Three-dimensional model for the isolated recombinant influenza virus polymerase heterotrimer

Abstract

The genome of influenza A virus is organized into eight ribonucleoprotein complexes (RNPs), each containing one RNA polymerase complex. This RNA polymerase has also been found non-associated to RNPs and is possibly involved in distinct functions in the infection cycle. We have expressed the virus RNA polymerase complex by co-tranfection of the PB1, PB2 and PA genes in mammalian cells and the heterotrimer was purified by the TAP tag procedure. Its 3D structure was determined by electron microscopy and single-particle image processing. The model obtained resembles the structure previously reported for the polymerase complex associated to viral RNPs but appears to be in a more open conformation. Detailed model comparison indicated that specific areas of the complex show important conformational changes as compared to the structure for the RNP-associated polymerase, particularly in regions known to interact with the adjacent NP monomers in the RNP. Also, the PB2 subunit seems to undergo a substantial displacement as a result of the association of the polymerase to RNPs. The structural model presented suggests that a core conformation of the polymerase in solution exists but the interaction with other partners, such as proteins or RNA, will trigger distinct conformational changes to activate new functional properties.

Figure 1.

In vitro activity of TAP-tagged polymerase. (A) Diagram showing the general organization of the polymerase complex including interaction domains (52–56), the position of the subunit NLSs (57–60) and the polymerase motifs within PB1 (61).

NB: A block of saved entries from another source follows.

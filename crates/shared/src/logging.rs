//! Logging infrastructure for the resolver.
//!
//! This module provides structured logging with optional file rotation and
//! module-specific log levels. Console output goes to stderr so that JSON
//! printed on stdout stays machine-readable.

use anyhow::{Context, Result};
use std::path::Path;
use tracing::Level;
use tracing_subscriber::{
    fmt::{self, format::FmtSpan},
    layer::SubscriberExt,
    util::SubscriberInitExt,
    EnvFilter, Layer,
};

/// Logging configuration
#[derive(Debug, Clone)]
pub struct LogConfig {
    /// Log directory path
    pub log_dir: String,
    /// Component name (used for log file naming)
    pub component: String,
    /// Default log level
    pub default_level: Level,
    /// Enable console output
    pub console: bool,
    /// Enable file output
    pub file: bool,
    /// Enable JSON formatting for file logs
    pub json_format: bool,
}

impl Default for LogConfig {
    fn default() -> Self {
        Self {
            log_dir: "data/logs".to_string(),
            component: "anime-resolver".to_string(),
            default_level: Level::INFO,
            console: true,
            file: false,
            json_format: false,
        }
    }
}

impl LogConfig {
    /// Build from the `[logging]` section of the config file
    pub fn from_settings(settings: &crate::config::LoggingConfig, component: &str) -> Self {
        Self {
            log_dir: settings.log_dir.clone(),
            component: component.to_string(),
            default_level: parse_level(&settings.default_level),
            console: settings.console,
            file: settings.file,
            json_format: settings.json_format,
        }
    }
}

/// Parse a level name, falling back to INFO
pub fn parse_level(name: &str) -> Level {
    name.parse().unwrap_or(Level::INFO)
}

/// Initialize logging with the given configuration
///
/// Sets up tracing with:
/// - Daily file rotation when file output is enabled
/// - Module-specific log levels, overridable via RUST_LOG
/// - Optional JSON formatting
pub fn init(config: LogConfig) -> Result<()> {
    // Default to configured level, but allow override via RUST_LOG
    let env_filter = EnvFilter::try_from_default_env().unwrap_or_else(|_| {
        EnvFilter::new(format!(
            "anime_resolver={},shared={},hyper=warn,reqwest=warn,h2=warn,html5ever=error",
            config.default_level, config.default_level
        ))
    });

    let mut layers = Vec::new();

    if config.console {
        let console_layer = fmt::layer()
            .with_target(true)
            .with_level(true)
            .with_thread_ids(false)
            .with_thread_names(false)
            .with_span_events(FmtSpan::NONE)
            .with_writer(std::io::stderr)
            .boxed();
        layers.push(console_layer);
    }

    if config.file {
        let log_dir = Path::new(&config.log_dir);
        std::fs::create_dir_all(log_dir)
            .with_context(|| format!("Failed to create log directory: {}", config.log_dir))?;

        let file_appender = tracing_appender::rolling::daily(log_dir, &config.component);

        let file_layer = if config.json_format {
            fmt::layer()
                .json()
                .with_target(true)
                .with_level(true)
                .with_current_span(true)
                .with_span_list(false)
                .with_writer(file_appender)
                .boxed()
        } else {
            fmt::layer()
                .with_target(true)
                .with_level(true)
                .with_ansi(false)
                .with_span_events(FmtSpan::CLOSE)
                .with_writer(file_appender)
                .boxed()
        };

        layers.push(file_layer);
    }

    tracing_subscriber::registry()
        .with(env_filter)
        .with(layers)
        .try_init()
        .context("Failed to initialize tracing subscriber")?;

    tracing::debug!(
        component = %config.component,
        log_dir = %config.log_dir,
        file = config.file,
        "Logging initialized"
    );

    Ok(())
}

#[cfg(test)]
mod tests {
    use super::*;

    #[test]
    fn test_logging_config() {
        let config = LogConfig::default();
        assert_eq!(config.component, "anime-resolver");
        assert_eq!(config.default_level, Level::INFO);
        assert!(config.console);
        assert!(!config.file);
    }

    #[test]
    fn test_from_settings() {
        let settings = crate::config::LoggingConfig {
            log_dir: "logs".to_string(),
            default_level: "debug".to_string(),
            console: false,
            file: true,
            json_format: true,
        };
        let config = LogConfig::from_settings(&settings, "resolver");
        assert_eq!(config.default_level, Level::DEBUG);
        assert_eq!(config.component, "resolver");
        assert!(config.file && config.json_format && !config.console);
    }

    #[test]
    fn test_parse_level_fallback() {
        assert_eq!(parse_level("warn"), Level::WARN);
        assert_eq!(parse_level("chatty"), Level::INFO);
    }
}
//! Anime resolver CLI application.

use anime_resolver::{InMemoryMetrics, MappingMode, ResolveOptions, Resolver};
use anyhow::{Context, Result};
use clap::{Parser, Subcommand, ValueEnum};
use serde_json::json;
use shared::{Config, FanOutPolicy, PreferredMode};
use std::path::PathBuf;
use std::sync::Arc;
use tracing::info;

#[derive(Parser, Debug)]
#[command(author, version, about, long_about = None)]
struct Args {
    /// Path to configuration file
    #[arg(short, long, default_value = "config.toml")]
    config: PathBuf,

    /// Enable verbose logging
    #[arg(short, long)]
    verbose: bool,

    #[command(subcommand)]
    command: Command,
}

#[derive(Subcommand, Debug)]
enum Command {
    /// Resolve one episode to playable stream URLs (JSON on stdout)
    Resolve {
        /// AniList id, or a title
        identifier: String,

        /// Absolute episode number
        episode: u32,

        /// Try this source first
        #[arg(long)]
        source: Option<String>,

        /// Only try the source given with --source
        #[arg(long, requires = "source")]
        strict: bool,

        /// Ignore cached results
        #[arg(long)]
        no_cache: bool,

        #[arg(long, value_enum, default_value_t = MappingArg::Auto)]
        mapping: MappingArg,

        /// Override the configured fan-out policy
        #[arg(long, value_enum)]
        policy: Option<PolicyArg>,
    },

    /// List enabled sources in the order they are tried
    Sources,
}

#[derive(ValueEnum, Clone, Copy, Debug)]
enum MappingArg {
    Auto,
    Flat,
    Seasonal,
}

impl From<MappingArg> for MappingMode {
    fn from(arg: MappingArg) -> Self {
        match arg {
            MappingArg::Auto => MappingMode::Auto,
            MappingArg::Flat => MappingMode::Flat,
            MappingArg::Seasonal => MappingMode::Seasonal,
        }
    }
}

#[derive(ValueEnum, Clone, Copy, Debug)]
enum PolicyArg {
    Sequential,
    Race,
}

#[tokio::main]
async fn main() -> Result<()> {
    let args = Args::parse();

    // Load configuration
    let mut config = Config::from_file(&args.config)
        .with_context(|| format!("Failed to load config from {}", args.config.display()))?;

    // Initialize logging; stdout is reserved for JSON output
    let mut log_config = shared::LogConfig::from_settings(&config.logging, "anime-resolver");
    if args.verbose {
        log_config.default_level = tracing::Level::DEBUG;
    }
    shared::logging::init(log_config)?;

    info!(config_file = %args.config.display(), "Loaded configuration");

    match args.command {
        Command::Sources => {
            let resolver = Resolver::from_config(&config, Arc::new(InMemoryMetrics::new()))
                .context("Failed to initialize resolver")?;
            let sources: Vec<_> = resolver.sources().collect();
            println!("{}", serde_json::to_string_pretty(&sources)?);
        }
        Command::Resolve {
            identifier,
            episode,
            source,
            strict,
            no_cache,
            mapping,
            policy,
        } => {
            if let Some(policy) = policy {
                config.resolver.policy = match policy {
                    PolicyArg::Sequential => FanOutPolicy::Sequential,
                    PolicyArg::Race => FanOutPolicy::Race,
                };
            }
            if strict {
                config.resolver.preferred_mode = PreferredMode::Strict;
            }

            let metrics = Arc::new(InMemoryMetrics::new());
            let resolver = Resolver::from_config(&config, metrics.clone())
                .context("Failed to initialize resolver")?;
            let options = ResolveOptions {
                preferred_source: source,
                bypass_cache: no_cache,
                mapping: mapping.into(),
            };

            match resolver.resolve(&identifier, episode, &options).await {
                Ok(result) => {
                    println!("{}", serde_json::to_string_pretty(&result)?);
                }
                Err(e) => {
                    let body = json!({
                        "error": e.kind(),
                        "message": e.message(),
                        "identifier": identifier,
                        "episode": episode,
                    });
                    println!("{}", serde_json::to_string_pretty(&body)?);
                    info!(stats = ?metrics.snapshot(), "Resolution failed");
                    std::process::exit(1);
                }
            }

            info!(stats = ?metrics.snapshot(), "Done");
        }
    }

    Ok(())
}
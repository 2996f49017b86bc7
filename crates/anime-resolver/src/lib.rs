//! Anime episode stream resolver.
//!
//! Resolves an AniList id (or a plain title) plus an episode number to
//! playable stream URLs by querying a registry of streaming-site adapters.

pub mod api;
pub mod cache;
pub mod extract;
pub mod http;
pub mod mapper;
pub mod matcher;
pub mod metrics;
pub mod resolver;
pub mod sources;

pub use api::{AniListClient, MetadataResolver};
pub use cache::{CacheKey, CacheStats, ResultCache};
pub use mapper::EpisodeMapper;
pub use metrics::{InMemoryMetrics, MetricsCollector, NoopMetrics, ResolverStats};
pub use resolver::{MappingMode, ResolveOptions, Resolver};
pub use sources::{build_adapters, SeasonCatalog, SourceAdapter, SourceHit};
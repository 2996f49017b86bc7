//! Flat episode number → (season, episode) mapping.
//!
//! Sources that restart numbering every season cannot be asked for "episode
//! 52" directly. The mapper runs an ordered waterfall of guesses against a
//! probe function and stops at the first guess the source can serve:
//!
//! 1. exact: the same number in every season
//! 2. pattern: divide by common per-season counts
//! 3. boundary: divide by every count in a configured range
//! 4. progressive: nearby episode numbers (degraded)
//! 5. latest available: any episode at all, newest first (degraded)
//!
//! Each step is exhausted before the next one starts. A pair is never probed
//! twice within one mapping.

use shared::{EpisodeMapping, MappingConfig, MappingKind, ResolveError, Result};
use std::collections::HashSet;
use std::future::Future;
use tracing::{debug, info, trace};

/// Remembers which pairs were already probed
struct Prober<F> {
    probe: F,
    tried: HashSet<(u32, u32)>,
}

impl<F, Fut, T> Prober<F>
where
    F: FnMut(u32, u32) -> Fut,
    Fut: Future<Output = Option<T>>,
{
    async fn attempt(&mut self, season: u32, episode: u32) -> Option<T> {
        if episode == 0 || season == 0 || !self.tried.insert((season, episode)) {
            return None;
        }
        trace!(season, episode, "Probing");
        (self.probe)(season, episode).await
    }

    fn count(&self) -> usize {
        self.tried.len()
    }
}

pub struct EpisodeMapper {
    config: MappingConfig,
}

impl EpisodeMapper {
    pub fn new(config: MappingConfig) -> Self {
        Self { config }
    }

    pub fn config(&self) -> &MappingConfig {
        &self.config
    }

    /// Find a (season, episode) pair the probe can serve for `target`.
    ///
    /// The probe reports absence as `None`; it should not fail. Returns the
    /// mapping together with whatever the successful probe produced.
    pub async fn map<T, F, Fut>(&self, target: u32, probe: F) -> Result<(EpisodeMapping, T)>
    where
        F: FnMut(u32, u32) -> Fut,
        Fut: Future<Output = Option<T>>,
    {
        if target == 0 {
            return Err(ResolveError::not_found("episode numbers start at 1"));
        }

        let cfg = &self.config;
        let mut prober = Prober {
            probe,
            tried: HashSet::new(),
        };

        // 1. Exact number, season unknown
        debug!(target, max_seasons = cfg.max_seasons, "Mapping step: exact");
        for season in 1..=cfg.max_seasons {
            if let Some(hit) = prober.attempt(season, target).await {
                return Ok((EpisodeMapping::exact(target, season), hit));
            }
        }

        // 2. Common per-season counts
        debug!(target, counts = ?cfg.season_counts, "Mapping step: pattern");
        for &count in &cfg.season_counts {
            for season in 1..=cfg.max_seasons {
                let Some(offset) = count.checked_mul(season - 1) else {
                    break;
                };
                if offset >= target {
                    break;
                }
                let episode = target - offset;
                if episode > count {
                    continue;
                }
                if let Some(hit) = prober.attempt(season, episode).await {
                    let mapping = EpisodeMapping {
                        requested_episode: target,
                        resolved_season: season,
                        resolved_episode: episode,
                        mapping_kind: MappingKind::PatternCalculated,
                        explanation: format!(
                            "episode {} read as season {} episode {} assuming {} episodes per season",
                            target, season, episode, count
                        ),
                    };
                    return Ok((mapping, hit));
                }
            }
        }

        // 3. Every per-season count in the boundary range
        debug!(
            target,
            min = cfg.boundary_min,
            max = cfg.boundary_max,
            "Mapping step: boundary"
        );
        for count in cfg.boundary_min..=cfg.boundary_max {
            if count == 0 || cfg.season_counts.contains(&count) {
                continue;
            }
            let season = (target - 1) / count + 1;
            let episode = (target - 1) % count + 1;
            if season > cfg.max_seasons {
                continue;
            }
            if let Some(hit) = prober.attempt(season, episode).await {
                let mapping = EpisodeMapping {
                    requested_episode: target,
                    resolved_season: season,
                    resolved_episode: episode,
                    mapping_kind: MappingKind::BoundaryCalculated,
                    explanation: format!(
                        "episode {} read as season {} episode {} with a season boundary every {} episodes",
                        target, season, episode, count
                    ),
                };
                return Ok((mapping, hit));
            }
        }

        // 4. Nearby episodes, closest first
        debug!(target, window = cfg.progressive_window, "Mapping step: progressive");
        for distance in 1..=cfg.progressive_window {
            let below = target.checked_sub(distance).filter(|e| *e >= 1);
            let above = target.checked_add(distance);
            for episode in [below, above].into_iter().flatten() {
                for season in 1..=cfg.progressive_seasons {
                    if let Some(hit) = prober.attempt(season, episode).await {
                        let mapping = EpisodeMapping {
                            requested_episode: target,
                            resolved_season: season,
                            resolved_episode: episode,
                            mapping_kind: MappingKind::ProgressiveFallback,
                            explanation: format!(
                                "requested episode {} not found; returning nearby season {} episode {} instead",
                                target, season, episode
                            ),
                        };
                        info!(target, season, episode, "Mapped to a nearby episode");
                        return Ok((mapping, hit));
                    }
                }
            }
        }

        // 5. Anything playable, newest first
        debug!(
            target,
            cap = cfg.latest_episode_cap,
            seasons = cfg.latest_seasons,
            "Mapping step: latest available"
        );
        for season in (1..=cfg.latest_seasons).rev() {
            for episode in (1..=cfg.latest_episode_cap).rev() {
                if let Some(hit) = prober.attempt(season, episode).await {
                    let mapping = EpisodeMapping {
                        requested_episode: target,
                        resolved_season: season,
                        resolved_episode: episode,
                        mapping_kind: MappingKind::LatestAvailable,
                        explanation: format!(
                            "could not find requested episode {}; latest available is season {} episode {}",
                            target, season, episode
                        ),
                    };
                    info!(target, season, episode, "Mapped to the latest available episode");
                    return Ok((mapping, hit));
                }
            }
        }

        Err(ResolveError::not_found(format!(
            "episode {} not found after {} probes (exact over {} seasons, pattern, boundary {}-{}, progressive ±{}, latest available)",
            target,
            prober.count(),
            cfg.max_seasons,
            cfg.boundary_min,
            cfg.boundary_max,
            cfg.progressive_window
        )))
    }
}
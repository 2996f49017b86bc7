//! WatchAnimeWorld: WordPress search, series page, episode page.

use super::{match_title, require_url, SourceAdapter, SourceHit};
use crate::extract::extract_servers;
use crate::http::PageFetcher;
use crate::matcher::Candidate;
use async_trait::async_trait;
use once_cell::sync::Lazy;
use regex::Regex;
use scraper::{Html, Selector};
use shared::{ResolveError, Result, SourceDescriptor, TitleQuery};
use tracing::{debug, info};

pub const SOURCE_ID: &str = "watchanimeworld";

static RESULT_ITEM: Lazy<Selector> = Lazy::new(|| {
    Selector::parse(".item, .post, article, .anime-card").expect("valid selector")
});
static RESULT_TITLE: Lazy<Selector> =
    Lazy::new(|| Selector::parse("h2, h3, .title, a").expect("valid selector"));
static ANCHOR: Lazy<Selector> = Lazy::new(|| Selector::parse("a[href]").expect("valid selector"));

static EPISODE_WORD: Lazy<Regex> =
    Lazy::new(|| Regex::new(r"(?i)episode\s*(\d+)").expect("valid regex"));
static TRAILING_NUMBER: Lazy<Regex> =
    Lazy::new(|| Regex::new(r"\s(\d+)\s*$").expect("valid regex"));

/// Episode link on a series page
#[derive(Debug, Clone, PartialEq, Eq)]
pub struct EpisodeLink {
    pub number: u32,
    pub url: String,
}

pub struct WatchAnimeWorldAdapter {
    descriptor: SourceDescriptor,
    fetcher: PageFetcher,
}

impl WatchAnimeWorldAdapter {
    pub fn new(descriptor: SourceDescriptor, user_agent: &str) -> Result<Self> {
        let fetcher = PageFetcher::new(
            &descriptor.id,
            &descriptor.base_url,
            user_agent,
            descriptor.timeout(),
        )?;
        Ok(Self {
            descriptor,
            fetcher,
        })
    }

    async fn search_page(&self, keyword: &str) -> Result<Vec<Candidate>> {
        let encoded = urlencoding::encode(keyword);
        let url = require_url(&self.descriptor, "search", &[("query", encoded.as_ref())])?;
        let html = self.fetcher.get_text(&url).await?;
        Ok(parse_search_results(&html, &self.descriptor.base_url))
    }
}

#[async_trait]
impl SourceAdapter for WatchAnimeWorldAdapter {
    fn descriptor(&self) -> &SourceDescriptor {
        &self.descriptor
    }

    async fn search(
        &self,
        query: &TitleQuery,
        episode: u32,
        _season: Option<u32>,
    ) -> Result<SourceHit> {
        // Result cards carry no type label, so no type filter here
        let (_, best) = match_title(query, None, |keyword| async move {
            self.search_page(&keyword).await
        })
        .await?;

        let series_url = best.source_identifier;
        let series_html = self.fetcher.get_text(&series_url).await?;
        let links = parse_episode_links(&series_html, &series_url);
        let Some(link) = links.into_iter().find(|l| l.number == episode) else {
            return Err(ResolveError::not_found(format!(
                "'{}' lists no episode {}",
                best.source_title, episode
            )));
        };

        debug!(url = %link.url, "Opening episode page");
        let episode_html = self.fetcher.get_text(&link.url).await?;
        let (servers, method) =
            extract_servers(&episode_html, &link.url, &self.descriptor.display_name);
        let Some(method) = method else {
            return Err(ResolveError::not_found(format!(
                "no playable servers on the page for '{}' episode {}",
                best.source_title, episode
            )));
        };

        info!(
            title = %best.source_title,
            episode,
            method = method.as_str(),
            servers = servers.len(),
            "WatchAnimeWorld episode resolved"
        );
        Ok(SourceHit {
            title_used: best.source_title,
            season: None,
            episode,
            servers,
            skip: None,
        })
    }
}

/// Search result cards; the candidate id is the absolute series URL
pub fn parse_search_results(html: &str, base: &str) -> Vec<Candidate> {
    let doc = Html::parse_document(html);
    let mut found: Vec<Candidate> = Vec::new();

    for item in doc.select(&RESULT_ITEM) {
        let Some(title) = item
            .select(&RESULT_TITLE)
            .map(|el| el.text().collect::<String>().trim().to_string())
            .find(|t| !t.is_empty())
        else {
            continue;
        };
        let Some(url) = item
            .select(&ANCHOR)
            .next()
            .and_then(|a| a.value().attr("href"))
            .and_then(|href| crate::extract::normalize_url(href, base))
        else {
            continue;
        };
        // Nested matches (an article inside a .post) describe the same card
        if found.iter().any(|c| c.id == url) {
            continue;
        }
        found.push(Candidate::new(title, url));
    }

    found
}

/// Episode links on a series page, in page order
pub fn parse_episode_links(html: &str, base: &str) -> Vec<EpisodeLink> {
    let doc = Html::parse_document(html);
    let mut links: Vec<EpisodeLink> = Vec::new();

    for anchor in doc.select(&ANCHOR) {
        let Some(href) = anchor.value().attr("href") else {
            continue;
        };
        let text = anchor.text().collect::<String>();
        let text = text.trim();
        if !href.contains("/episode/") || !text.to_lowercase().contains("episode") {
            continue;
        }
        let Some(number) = episode_number(text) else {
            continue;
        };
        let Some(url) = crate::extract::normalize_url(href, base) else {
            continue;
        };
        if !links.iter().any(|l| l.url == url) {
            links.push(EpisodeLink { number, url });
        }
    }

    links
}

fn episode_number(text: &str) -> Option<u32> {
    EPISODE_WORD
        .captures(text)
        .or_else(|| TRAILING_NUMBER.captures(text))
        .and_then(|caps| caps[1].parse().ok())
}

#[cfg(test)]
mod tests {
    use super::*;

    const BASE: &str = "https://watchanimeworld.in";

    #[test]
    fn test_parse_search_results() {
        let html = r#"
            <div class="results">
              <article class="post">
                <h2 class="entry-title">Jujutsu Kaisen</h2>
                <a href="/series/jujutsu-kaisen/">Watch</a>
              </article>
              <div class="anime-card">
                <a href="https://watchanimeworld.in/series/jujutsu-kaisen-0/"><span class="title">Jujutsu Kaisen 0</span></a>
              </div>
              <article class="post"><h2>No link</h2></article>
            </div>"#;
        let found = parse_search_results(html, BASE);
        assert_eq!(found.len(), 2);
        assert_eq!(found[0].name, "Jujutsu Kaisen");
        assert_eq!(found[0].id, "https://watchanimeworld.in/series/jujutsu-kaisen/");
        assert_eq!(found[1].name, "Jujutsu Kaisen 0");
        assert_eq!(found[1].declared_type, None);
    }

    #[test]
    fn test_parse_episode_links() {
        let html = r#"
            <ul class="episodes">
              <li><a href="/episode/jujutsu-kaisen-1x1/">Episode 1</a></li>
              <li><a href="/episode/jujutsu-kaisen-1x2/">Jujutsu Kaisen Episode 2</a></li>
              <li><a href="/episode/jujutsu-kaisen-1x2/">Episode 2</a></li>
              <li><a href="/series/jujutsu-kaisen/">Episode 3</a></li>
              <li><a href="/episode/jujutsu-kaisen-1x4/">Next</a></li>
            </ul>"#;
        let links = parse_episode_links(html, BASE);
        assert_eq!(
            links,
            vec![
                EpisodeLink {
                    number: 1,
                    url: "https://watchanimeworld.in/episode/jujutsu-kaisen-1x1/".to_string()
                },
                EpisodeLink {
                    number: 2,
                    url: "https://watchanimeworld.in/episode/jujutsu-kaisen-1x2/".to_string()
                },
            ]
        );
    }

    #[test]
    fn test_episode_number_formats() {
        assert_eq!(episode_number("Episode 12"), Some(12));
        assert_eq!(episode_number("episode12"), Some(12));
        assert_eq!(episode_number("Watch episode of Naruto 7"), Some(7));
        assert_eq!(episode_number("Episode"), None);
    }
}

Also shown is the structure of the TAP tag, fused to the C-terminus of PB2, with the calmodulin-binding domain (CBD), the TEV cleavage site and the IgG-binding domain (IgGBD). (B) The RNA synthesis activity of wild-type (Pol-WT) or TAP-tagged (Pol-B2TAP) polymerase-containing cell extracts was determined in vitro in the presence (+) or absence (−) of panhandle template, as indicated under the Materials and Methods section. The reaction products were analysed on a 18% polyacrylamide–urea gel along with molecular weight markers (MW), whose length in nt are indicated to the left. The 3′-terminal oligonucleotide present in the panhandle (3′-oligo) was terminally labelled with polynucleotide kinase and loaded in parallel as a size marker. The arrow indicates the position of the cap-snatched transcript and the star shows the position of the ApG-dependent transcript.

Figure 2.

Purification of soluble polymerase complexes. (A)Western blot analyses of purified polymerase complex (POL) using subunit-specific antibodies, as indicated below each panel. Control preparations (CTRL) consisted of parallel purifications of untagged polymerase expressed under the same conditions. The positions of molecular weight markers (MW) are indicated to the left. (B) Silver staining of purified polymerase complex. The position of the polymerase subunits (PB1, PB2-CBD, PA) is indicated on the right. The mobility of molecular weight markers is indicated on the left (MW).

Figure 3.

Electron microscopy of the soluble polymerase heterotrimer. (A) Image of an electron microscope field of purified polymerase, after negative staining. The bar indicates 250 Å. (B) Gallery of individual polymerase images. (C) Diagram of the Euler angular coverage of the collected data after refinement as displayed by EMAN (33), where each column within the triangle shows a height and grey level according to the number of images per class. It is revealed that most of the triangle is covered, indicating a good angular distribution, though some classes (therefore orientations) are more populated than others. (D) A few projections from the final 3D reconstruction (top row) and their corresponding class averages (bottom row) are shown.

Figure 4.

3D model for the soluble polymerase heterotrimer. Several views of the final model are presented with structural areas coloured differently. Protein density at the front has been coloured green whereas this at the back is coloured blue. The top small ‘head’ domain is shown in orange while a small outwards protrusion is coloured pink.

Figure 5.

Fitting between soluble and RNP-associated polymerase. (A) Fitting between the 3D reconstructions of the soluble (blue transparency) and the RNP-bound (pink solid density) polymerase, which are shown over-imposed. (B) Locations of the subunits in the soluble polymerase denoted as a result of its comparison with the model for the polymerase bound to the RNP (15) where these were mapped by antibody labelling. (C) Chimeric model using the 3D structures of an RNP (15) and of the soluble polymerase. The backside of the polymerase (blue) contains the sites of the interaction with the NP monomers whereas the front side (green) is opposite to the NP ring (15).

Figure 6.

Comparison of the 3D structures of soluble and RNP-associated polymerase complexes. Views of the model for the isolated polymerase (TRIMER) and the RNP-associated polymerase (RNP) are compared. Structural features in the RNP-bound protein have been coloured as the corresponding areas in the soluble polymerase, revealed after the computational fitting between both reconstructions. Asterisks indicate areas of conformational changes found in the soluble protein and their corresponding location in the RNP-bound polymerase are denoted with numbers.